Da Wikipedia, l'enciclopedia libera.

La battaglia di Adua, che pose termine alle operazioni militari della campagna d'Africa Orientale, ebbe luogo il primo marzo 1896 tra le forze italiane, comandate dal tenente generale Oreste Baratieri, e l'esercito abissino del negus Menelik II. Gli italiani subirono una pesante sconfitta, che arrestò per molti anni le loro ambizioni coloniali sul corno d'Africa.

Indice

[modifica] Antefatti

Per gli antefatti politici e militari, si veda la voce campagna d'Africa Orientale

[modifica] Svolgimento della battaglia

Il generale Oreste Baratieri disponeva in totale di 36.000 uomini, tra italiani ed Ascari. Una metà la lasciò a presidio di Massaua, Asmara e delle altre piazzeforti della Colonia Eritrea, di cui era governatore; organizzò i restanti 18.000 in un corpo di operazione, strutturato su 4 brigate, che comandò personalmente nella marcia verso l'interno.

Le 4 brigate, per un totale di 17.700 uomini, potevano contare su 56 pezzi d’artiglieria. Una brigata sotto il comando del gen. Matteo Francesco Albertone era composta da ufficiali italiani e da truppe di ascari (fanteria indigena, dal termine arabo ˁaskar, “soldato”) reclutati in Eritrea. Le rimanenti 3 brigate erano composte da effettivi italiani sotto il comando dei generali di brigata Vittorio Dabormida, Giuseppe Ellena e Giuseppe Arimondi. Mentre queste contavano su truppe d’élite - bersaglieri, alpini e Cacciatori - un’ampia parte dei soldati era composta da coscritti malamente addestrati e senza alcuna esperienza, da poco trasformati da reggimenti metropolitani in battaglioni destinati al servizio in terra africana.

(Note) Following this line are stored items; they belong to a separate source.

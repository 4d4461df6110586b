//! CV Extractor: turns an uploaded CV into a flat list of skill labels.
//!
//! Lives outside the engine: the engine only ever sees the resulting `Vec<String>`,
//! whether it came from a CV, manual entry, or the fallback list.
//!
//! `AppState` holds an `Arc<dyn SkillExtractor>`, chosen at startup via config.

pub mod document;
pub mod extractor;
pub mod handlers;
pub mod prompts;

use std::collections::HashSet;

use async_trait::async_trait;
use thiserror::Error;

use crate::llm_client::LlmError;
use crate::recommendation::normalizer::normalize_skill;

pub use document::CvDocument;
pub use extractor::{KeywordSkillExtractor, LlmSkillExtractor};

/// Used in place of extracted skills when extraction fails and fallback is enabled.
pub const FALLBACK_SKILLS: &[&str] = &["Communication", "Problem Solving", "Teamwork"];

#[derive(Debug, Error)]
pub enum ExtractError {
    #[error("CV file is empty")]
    Empty,

    #[error("CV file is {size} bytes, limit is {limit} bytes")]
    TooLarge { size: usize, limit: usize },

    #[error("Unsupported CV format '{0}'; upload a PDF or plain-text file")]
    UnsupportedFormat(String),

    #[error("Could not read CV: {0}")]
    Document(String),

    #[error("Skill extraction unavailable: {0}")]
    Unavailable(String),

    #[error("Skill extraction failed: {0}")]
    Llm(#[from] LlmError),
}

impl ExtractError {
    /// Errors caused by the upload itself. These are reported, never papered over
    /// with the fallback list.
    pub fn is_client_error(&self) -> bool {
        matches!(
            self,
            ExtractError::Empty | ExtractError::TooLarge { .. } | ExtractError::UnsupportedFormat(_)
        )
    }
}

/// Pluggable skill extraction backend.
#[async_trait]
pub trait SkillExtractor: Send + Sync {
    /// Backend label reported to callers ("keyword" | "llm").
    fn name(&self) -> &'static str;

    /// `vocabulary` is the current catalog's distinct skill labels.
    async fn extract(
        &self,
        document: &CvDocument,
        vocabulary: &[String],
    ) -> Result<Vec<String>, ExtractError>;
}

/// Splits a comma-separated model reply into skills.
///
/// Entries are trimmed, blanks dropped, and later entries with the same normalized
/// key as an earlier one are discarded.
pub fn parse_skill_list(raw: &str) -> Vec<String> {
    let mut seen = HashSet::new();
    raw.split([',', '\n'])
        .map(|s| s.trim().trim_start_matches(['-', '*', '•']).trim())
        .filter(|s| !s.is_empty())
        .filter(|s| seen.insert(normalize_skill(s)))
        .map(str::to_string)
        .collect()
}

pub fn fallback_skills() -> Vec<String> {
    FALLBACK_SKILLS.iter().map(|s| s.to_string()).collect()
}
use serde::{Deserialize, Serialize};

/// Course reference attached to a recommendation. Only code and title are exposed.
#[derive(Debug, Clone, PartialEq, Eq, Serialize, Deserialize)]
pub struct CourseRef {
    pub code: String,
    pub name: String,
}

/// One ranked career suggestion. Field names follow the public JSON contract.
#[derive(Debug, Clone, PartialEq, Eq, Serialize, Deserialize)]
#[serde(rename_all = "camelCase")]
pub struct Recommendation {
    pub role: String,
    pub match_percentage: u8,
    pub existing_skills: Vec<String>,
    pub missing_skills: Vec<String>,
    pub recommended_courses: Vec<CourseRef>,
}
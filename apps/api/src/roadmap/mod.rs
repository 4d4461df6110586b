//! Career roadmap generation via the LLM client.

pub mod handlers;
pub mod prompts;

use crate::llm_client::{CallOptions, LlmClient, LlmError};
use crate::roadmap::prompts::{ROADMAP_PROMPT_TEMPLATE, ROADMAP_SYSTEM};

pub fn build_roadmap_prompt(skills: &[String], experience: Option<&str>, role: Option<&str>) -> String {
    let role = role.map(str::trim).filter(|r| !r.is_empty()).unwrap_or("professional");
    let experience = experience
        .map(str::trim)
        .filter(|e| !e.is_empty())
        .map(|e| format!("Current experience: {e}"))
        .unwrap_or_default();

    ROADMAP_PROMPT_TEMPLATE
        .replace("{role}", role)
        .replace("{skills}", &skills.join(", "))
        .replace("{experience}", &experience)
}

pub async fn generate_roadmap(
    llm: &LlmClient,
    skills: &[String],
    experience: Option<&str>,
    role: Option<&str>,
) -> Result<String, LlmError> {
    let prompt = build_roadmap_prompt(skills, experience, role);
    llm.call_text(
        &prompt,
        ROADMAP_SYSTEM,
        CallOptions {
            max_tokens: 1500,
            temperature: 0.7,
        },
    )
    .await
}
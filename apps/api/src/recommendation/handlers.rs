//! Axum route handlers for the Recommendation API.

use axum::{
    extract::{rejection::JsonRejection, State},
    Json,
};
use serde::Serialize;
use serde_json::Value;
use tracing::info;

use crate::errors::AppError;
use crate::models::recommendation::Recommendation;
use crate::recommendation::recommend;
use crate::state::AppState;

#[derive(Debug, Serialize)]
pub struct RecommendResponse {
    pub recommendations: Vec<Recommendation>,
}

/// POST /api/recommend (also /api/v1/recommendations)
///
/// Body `{ "skills": string[] }`. Runs the engine against the current catalog snapshot.
pub async fn handle_recommend(
    State(state): State<AppState>,
    body: Result<Json<Value>, JsonRejection>,
) -> Result<Json<RecommendResponse>, AppError> {
    let Json(body) = body.map_err(|e| AppError::Validation(e.body_text()))?;
    let skills = parse_skills_field(&body)?;

    let catalog = state.catalog.snapshot();
    let recommendations = recommend(&skills, &catalog.industries, &catalog.courses);

    info!(
        skills = skills.len(),
        top_role = recommendations.first().map(|r| r.role.as_str()).unwrap_or("-"),
        "Recommendations computed"
    );

    Ok(Json(RecommendResponse { recommendations }))
}

/// Pulls `skills` out of a request body.
///
/// The field must be present and an array of strings. Non-string entries are
/// rejected rather than coerced.
pub fn parse_skills_field(body: &Value) -> Result<Vec<String>, AppError> {
    let items = body
        .get("skills")
        .and_then(Value::as_array)
        .ok_or_else(|| AppError::Validation("Skills must be provided as an array".to_string()))?;

    items
        .iter()
        .enumerate()
        .map(|(i, item)| {
            item.as_str().map(str::to_string).ok_or_else(|| {
                AppError::Validation(format!("skills[{i}] must be a string, got {item}"))
            })
        })
        .collect()
}
// Shared prompt fragments.
// Each service that needs LLM calls defines its own prompts.rs alongside it.

/// Appended to prompts whose reply is parsed as a comma-separated list.
pub const COMMA_LIST_ONLY: &str = "Return only a comma-separated list with no additional commentary, \
    numbering, headings, or trailing punctuation.";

Come afferma Chris Proutky:

«Costoro [gli Italiani] avevano carte geografiche inadeguate, armi antiquate, scarsi e inefficienti strumentazioni per le comunicazioni e scadenti scarponi inadatti per il terreno roccioso. (I nuovi fucili Remington non erano stati assegnati perché Baratieri, costretto ad operare in regime di stretta economia di bilancio, volle esaurire le vecchie cartucce che non erano adatte ai Remington). Il morale era terribilmente basso perché i veterani erano malati i nuovi arrivati troppo inesperti per coltivare un qualche “spirito di corpo”. Inoltre vi era una penuria di muli e di selle».

Le stime per le forze etiopiche al commando di Menelik sono di 80.000 uomini come minimo e 150.000 come massimo: cinque o sei volte quindi le forze italiane. Le forze erano divise fra l’imperatore Menelik, l’imperatrice Taytu, Ras Wale, Ras Mengesha Atikem, Ras Mengesha Yohannes, Ras Alula Engida, Ras Mikael di Wollo, Ras Makonnen, Fitawrari Gebeyyehu e il Negus Tekle Haymanot di Gojjam. Inoltre gli eserciti etiopici erano accompagnati da un numero pari di contadini che fornivano le armi, secondo la secolare tradizione etiopica. Gran parte di questo esercito era composto da fucilieri, una significativa percentuale dei quali nella riserva di Menelik; tuttavia l’esercito era composto anche da un ampio numero di cavalieri e da lancieri senza armi da fuoco.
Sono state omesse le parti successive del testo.